Schatting van de carcinogene potency van chemische stoffen uit de in vivo micronucleus test

Synopsis

The RIVM has developed a faster method for estimating the carcinogenic potency of compounds, using less animals than with existing methods.

Currently, the degree to which a substance is carcinogenic is estimated from the number of tumors found in animals in long-term studies. These long-term studies are necessary because the development of tumors is a slow process. Normally, these studies take two years and make use of many animals (around 400). Prior to deciding whether to perform a long-term study, short term-studies are always performed to examine if a compound causes DNA damage.

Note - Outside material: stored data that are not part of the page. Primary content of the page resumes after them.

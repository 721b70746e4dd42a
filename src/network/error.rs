use crate::store::StoreError;
use thiserror::Error;

#[derive(Error, Debug)]
pub enum NetworkError {
    #[error("Connection failed: {0}")]
    ConnectionFailed(String),

    #[error("Connection closed: {0}")]
    ConnectionClosed(String),

    #[error("Send failed: {0}")]
    SendFailed(String),

    #[error("Receive failed: {0}")]
    ReceiveFailed(String),

    #[error("Invalid address: {0}")]
    InvalidAddress(String),

    #[error("Timeout after {0:?}")]
    Timeout(std::time::Duration),

    #[error("Serialization error: {0}")]
    SerializationError(String),

    #[error("Frame of {len} bytes exceeds the {max} byte limit")]
    FrameTooLarge { len: u64, max: u64 },

    #[error("IO error: {0}")]
    IoError(#[from] std::io::Error),

    #[error("QUIC error: {0}")]
    QuicError(String),

    #[error("Certificate error: {0}")]
    CertificateError(String),

    #[error("Max retries exceeded ({attempts} attempts): {last_error}")]
    MaxRetriesExceeded { attempts: u32, last_error: String },
}

impl NetworkError {
    /// Whether a fresh attempt on a new connection might succeed
    pub fn is_retryable(&self) -> bool {
        matches!(
            self,
            NetworkError::ConnectionFailed(_)
                | NetworkError::ConnectionClosed(_)
                | NetworkError::SendFailed(_)
                | NetworkError::ReceiveFailed(_)
                | NetworkError::Timeout(_)
                | NetworkError::IoError(_)
                | NetworkError::QuicError(_)
        )
    }
}

impl From<quinn::ConnectionError> for NetworkError {
    fn from(err: quinn::ConnectionError) -> Self {
        NetworkError::QuicError(err.to_string())
    }
}

impl From<quinn::ConnectError> for NetworkError {
    fn from(err: quinn::ConnectError) -> Self {
        NetworkError::ConnectionFailed(err.to_string())
    }
}

impl From<quinn::WriteError> for NetworkError {
    fn from(err: quinn::WriteError) -> Self {
        NetworkError::SendFailed(err.to_string())
    }
}

impl From<quinn::ReadError> for NetworkError {
    fn from(err: quinn::ReadError) -> Self {
        NetworkError::ReceiveFailed(err.to_string())
    }
}

impl From<bincode::Error> for NetworkError {
    fn from(err: bincode::Error) -> Self {
        NetworkError::SerializationError(err.to_string())
    }
}

impl From<NetworkError> for StoreError {
    fn from(err: NetworkError) -> Self {
        StoreError::Transport(err.to_string())
    }
}

pub type NetworkResult<T> = Result<T, NetworkError>;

The presence of DNA damage (a positive result in short-term test) is generally indicative that a compound might be carcinogenic. Long-term studies are therefore performed to confirm whether a compound is carcinogenic or not, and to assess how potent the substance is in inducing tumors (carcinogenic potency).

Research at the RIVM has shown that short-term studies can not only provide an indication as to whether a compound causes DNA damage, but also can provide an estimate of the carcinogenic potency of a chemical. With this new approach, long-term studies can be avoided. This is of interest given the international aim for reducing animal use and long-term studies.

In this new method, a comparison was made between the concentration that induced a selected degree of DNA damage in short-term studies and the concentration at which a selected percentage of animals developed tumors. Results demonstrated a relationship between concentrations in short- and longterm studies, thus providing the possibility to use short-term studies to obtain an indication of the carcinogenic potency of chemicals.